The 17% percentage point gap between corporate profit growth and compensation of employee growth could plausibly be explained by increased risk in the trading environment, and “missed costs on business” in the national accounts figures that are being investigated. In this way, when we look at all the numbers as a whole it looks like a smaller puzzle – and more like there is a surge in domestic demand in the United States.
Ok why do I care
The distinction between this being a “supply shock” and a “demand shock” matters for what we would see as appropriate central bank action. If there is truly excess demand then tighter conditions are warranted – if it is mainly about supply disruption and a “price level shock” then there is less need for tighter monetary policy, and more of a need to communicate to manage inflation expectations.

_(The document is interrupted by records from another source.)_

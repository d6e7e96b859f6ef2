//! Request bodies accepted by the HTTP surface.

use serde::{Deserialize, Serialize};
use utoipa::ToSchema;

use crate::errors::AppResult;
use crate::models::database::{ConnectionStatus, Database, Vendor};

/// Request body for registering (and connecting) a database.
#[derive(Debug, Clone, Serialize, Deserialize, ToSchema)]
pub struct RegisterDatabaseRequest {
    /// Unique database identifier chosen by the caller.
    pub id: String,
    /// Database name (also the SID / database to open when no schema is set).
    pub name: String,
    /// Vendor tag, e.g. `postgres16.3`, `oracle19c`, `mariadb10.11`.
    #[serde(alias = "type")]
    pub vendor: String,
    pub host: String,
    /// Uses the vendor's conventional port when omitted.
    #[serde(default)]
    pub port: Option<i32>,
    #[serde(default)]
    pub schema: Option<String>,
    pub username: String,
    pub password: String,
}

impl RegisterDatabaseRequest {
    /// Converts the request into a disconnected [`Database`].
    ///
    /// Fails with `InvalidDatabaseType` for an unknown vendor tag.
    pub fn into_database(self) -> AppResult<Database> {
        let vendor: Vendor = self.vendor.parse()?;
        Ok(Database {
            id: self.id,
            name: self.name,
            vendor,
            host: self.host,
            port: self.port.unwrap_or_else(|| i32::from(vendor.default_port())),
            schema: self.schema.filter(|s| !s.trim().is_empty()),
            username: self.username,
            password: self.password,
            status: ConnectionStatus::Disconnected,
        })
    }
}

/// Request body for executing a SQL statement.
#[derive(Debug, Clone, Serialize, Deserialize, ToSchema)]
pub struct ExecuteQueryRequest {
    /// SQL statement to execute.
    pub query: String,
}
//! Handler模块

use axum::{
    extract::{rejection::JsonRejection, Path, State},
    http::StatusCode,
    Extension, Json,
};
use chrono::{DateTime, Utc};
use serde::Serialize;
use utoipa::ToSchema;

use common::errors::AppError;
use common::middleware::RequestId;
use common::models::{
    DatabaseItem, ExecuteQueryRequest, QueryResultResponse, RegisterDatabaseRequest,
};
use common::response::ApiResponse;

use crate::service::DatabaseServiceTrait;
use crate::state::AppState;
use crate::SERVICE_NAME;

type ApiResult<T> = Result<Json<ApiResponse<T>>, AppError>;

fn reply<T>(data: T, request_id: &RequestId) -> Json<ApiResponse<T>> {
    Json(ApiResponse::ok_with_service(data, SERVICE_NAME).with_request_id(request_id.as_str()))
}

fn body<T>(payload: Result<Json<T>, JsonRejection>) -> Result<T, AppError> {
    payload
        .map(|Json(value)| value)
        .map_err(|rejection| AppError::Validation(rejection.body_text()))
}

/// 列出所有已注册的数据库
#[utoipa::path(
    get,
    path = "/api/dms/v1/databases",
    tag = "databases",
    responses(
        (status = 200, description = "数据库列表", body = ApiResponse<Vec<DatabaseItem>>)
    )
)]
pub async fn list_databases(
    State(state): State<AppState>,
    Extension(request_id): Extension<RequestId>,
) -> ApiResult<Vec<DatabaseItem>> {
    let data = state
        .service
        .list_databases()
        .await
        .into_iter()
        .map(DatabaseItem::from)
        .collect();
    Ok(reply(data, &request_id))
}

/// 注册数据库并建立连接
#[utoipa::path(
    post,
    path = "/api/dms/v1/databases",
    tag = "databases",
    request_body = RegisterDatabaseRequest,
    responses(
        (status = 201, description = "数据库已注册", body = ApiResponse<DatabaseItem>),
        (status = 400, description = "参数校验失败"),
        (status = 409, description = "数据库已存在"),
        (status = 502, description = "连接失败")
    )
)]
pub async fn register_database(
    State(state): State<AppState>,
    Extension(request_id): Extension<RequestId>,
    payload: Result<Json<RegisterDatabaseRequest>, JsonRejection>,
) -> Result<(StatusCode, Json<ApiResponse<DatabaseItem>>), AppError> {
    let database = body(payload)?.into_database()?;
    let ctx = state.request_context();
    let registered = state.service.register_database(&ctx, database).await?;
    Ok((
        StatusCode::CREATED,
        reply(DatabaseItem::from(registered), &request_id),
    ))
}

/// 根据 ID 获取数据库
#[utoipa::path(
    get,
    path = "/api/dms/v1/databases/{id}",
    tag = "databases",
    params(
        ("id" = String, Path, description = "数据库 ID")
    ),
    responses(
        (status = 200, description = "数据库详情", body = ApiResponse<DatabaseItem>),
        (status = 404, description = "数据库未找到")
    )
)]
pub async fn get_database(
    State(state): State<AppState>,
    Extension(request_id): Extension<RequestId>,
    Path(id): Path<String>,
) -> ApiResult<DatabaseItem> {
    let database = state.service.get_database_info(&id).await?;
    Ok(reply(DatabaseItem::from(database), &request_id))
}

/// 断开并移除数据库连接
#[utoipa::path(
    delete,
    path = "/api/dms/v1/databases/{id}",
    tag = "databases",
    params(
        ("id" = String, Path, description = "数据库 ID")
    ),
    responses(
        (status = 200, description = "连接已断开", body = ApiResponse<bool>),
        (status = 404, description = "数据库未找到")
    )
)]
pub async fn disconnect_database(
    State(state): State<AppState>,
    Extension(request_id): Extension<RequestId>,
    Path(id): Path<String>,
) -> ApiResult<bool> {
    let ctx = state.request_context();
    state.service.disconnect_database(&ctx, &id).await?;
    Ok(reply(true, &request_id))
}

/// 执行 SQL 查询
#[utoipa::path(
    post,
    path = "/api/dms/v1/databases/{id}/query",
    tag = "query",
    params(
        ("id" = String, Path, description = "数据库 ID")
    ),
    request_body = ExecuteQueryRequest,
    responses(
        (status = 200, description = "查询结果", body = ApiResponse<QueryResultResponse>),
        (status = 400, description = "SQL 校验失败"),
        (status = 404, description = "数据库未找到"),
        (status = 408, description = "查询超时"),
        (status = 503, description = "数据库未连接")
    )
)]
pub async fn execute_query(
    State(state): State<AppState>,
    Extension(request_id): Extension<RequestId>,
    Path(id): Path<String>,
    payload: Result<Json<ExecuteQueryRequest>, JsonRejection>,
) -> ApiResult<QueryResultResponse> {
    let req = body(payload)?;
    let ctx = state.request_context();
    let result = state.service.execute_query(&ctx, &id, &req.query).await?;
    Ok(reply(QueryResultResponse::from(result), &request_id))
}

/// 列出数据库中的表
#[utoipa::path(
    get,
    path = "/api/dms/v1/databases/{id}/tables",
    tag = "query",
    params(
        ("id" = String, Path, description = "数据库 ID")
    ),
    responses(
        (status = 200, description = "表名列表", body = ApiResponse<Vec<String>>),
        (status = 404, description = "数据库未找到"),
        (status = 503, description = "数据库未连接")
    )
)]
pub async fn list_tables(
    State(state): State<AppState>,
    Extension(request_id): Extension<RequestId>,
    Path(id): Path<String>,
) -> ApiResult<Vec<String>> {
    let ctx = state.request_context();
    let tables = state.service.get_tables(&ctx, &id).await?;
    Ok(reply(tables, &request_id))
}

/// 列出表中的字段
#[utoipa::path(
    get,
    path = "/api/dms/v1/databases/{id}/tables/{table}/columns",
    tag = "query",
    params(
        ("id" = String, Path, description = "数据库 ID"),
        ("table" = String, Path, description = "表名")
    ),
    responses(
        (status = 200, description = "字段名列表", body = ApiResponse<Vec<String>>),
        (status = 404, description = "数据库未找到"),
        (status = 503, description = "数据库未连接")
    )
)]
pub async fn list_columns(
    State(state): State<AppState>,
    Extension(request_id): Extension<RequestId>,
    Path((id, table)): Path<(String, String)>,
) -> ApiResult<Vec<String>> {
    let ctx = state.request_context();
    let columns = state.service.get_columns(&ctx, &id, &table).await?;
    Ok(reply(columns, &request_id))
}

/// 健康检查端点
#[utoipa::path(
    get,
    path = "/health",
    tag = "health",
    responses(
        (status = 200, description = "服务运行正常", body = HealthResponse)
    )
)]
pub async fn health_check(State(state): State<AppState>) -> Json<HealthResponse> {
    Json(HealthResponse {
        status: "healthy".to_string(),
        service: SERVICE_NAME.to_string(),
        version: env!("CARGO_PKG_VERSION").to_string(),
        timestamp: Utc::now(),
        connections: state.service.connection_count().await,
    })
}

/// 健康检查响应
#[derive(Serialize, ToSchema)]
pub struct HealthResponse {
    /// 服务状态
    pub status: String,
    /// 服务名称
    pub service: String,
    /// 服务版本
    pub version: String,
    /// 当前时间戳
    pub timestamp: DateTime<Utc>,
    /// 已注册连接数
    pub connections: usize,
}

Working through the data, the higher level of corporate profitability – and all incomes – makes the argument that this is a demand shock relatively stronger, rather than weaker. The argument given for price freezes does not support price freezes, but instead supports the tightening of monetary and fiscal policy the author says is inappropriate.
This is the key with economics – the author recognises this but there are other, unsaid, arguments in the background.
It appears the author is pushing for price freezes believes that there should be more government spending and investment in specific sectors, that the size of government should be larger, and that more resources should be directed by the state – and this is a legitimate position that they can take, and a legitimate position for people to strongly agree or disagree with. They are not thinking about inflation vs no inflation, but are instead worried about the political economy associated with reducing demand – and it occurring through reduced government spending.
In this world underlying “true” inflation is a tax, and this is a politically expedient way to have a greater tax burden to fund underlying expenditure. I would prefer the author was instead transparent and stated that they want more spending and taxation, rather than arbitrary calls to freeze prices based on corporate greed – but by obfuscating trade-offs they may feel that the world they desire is more likely to happen.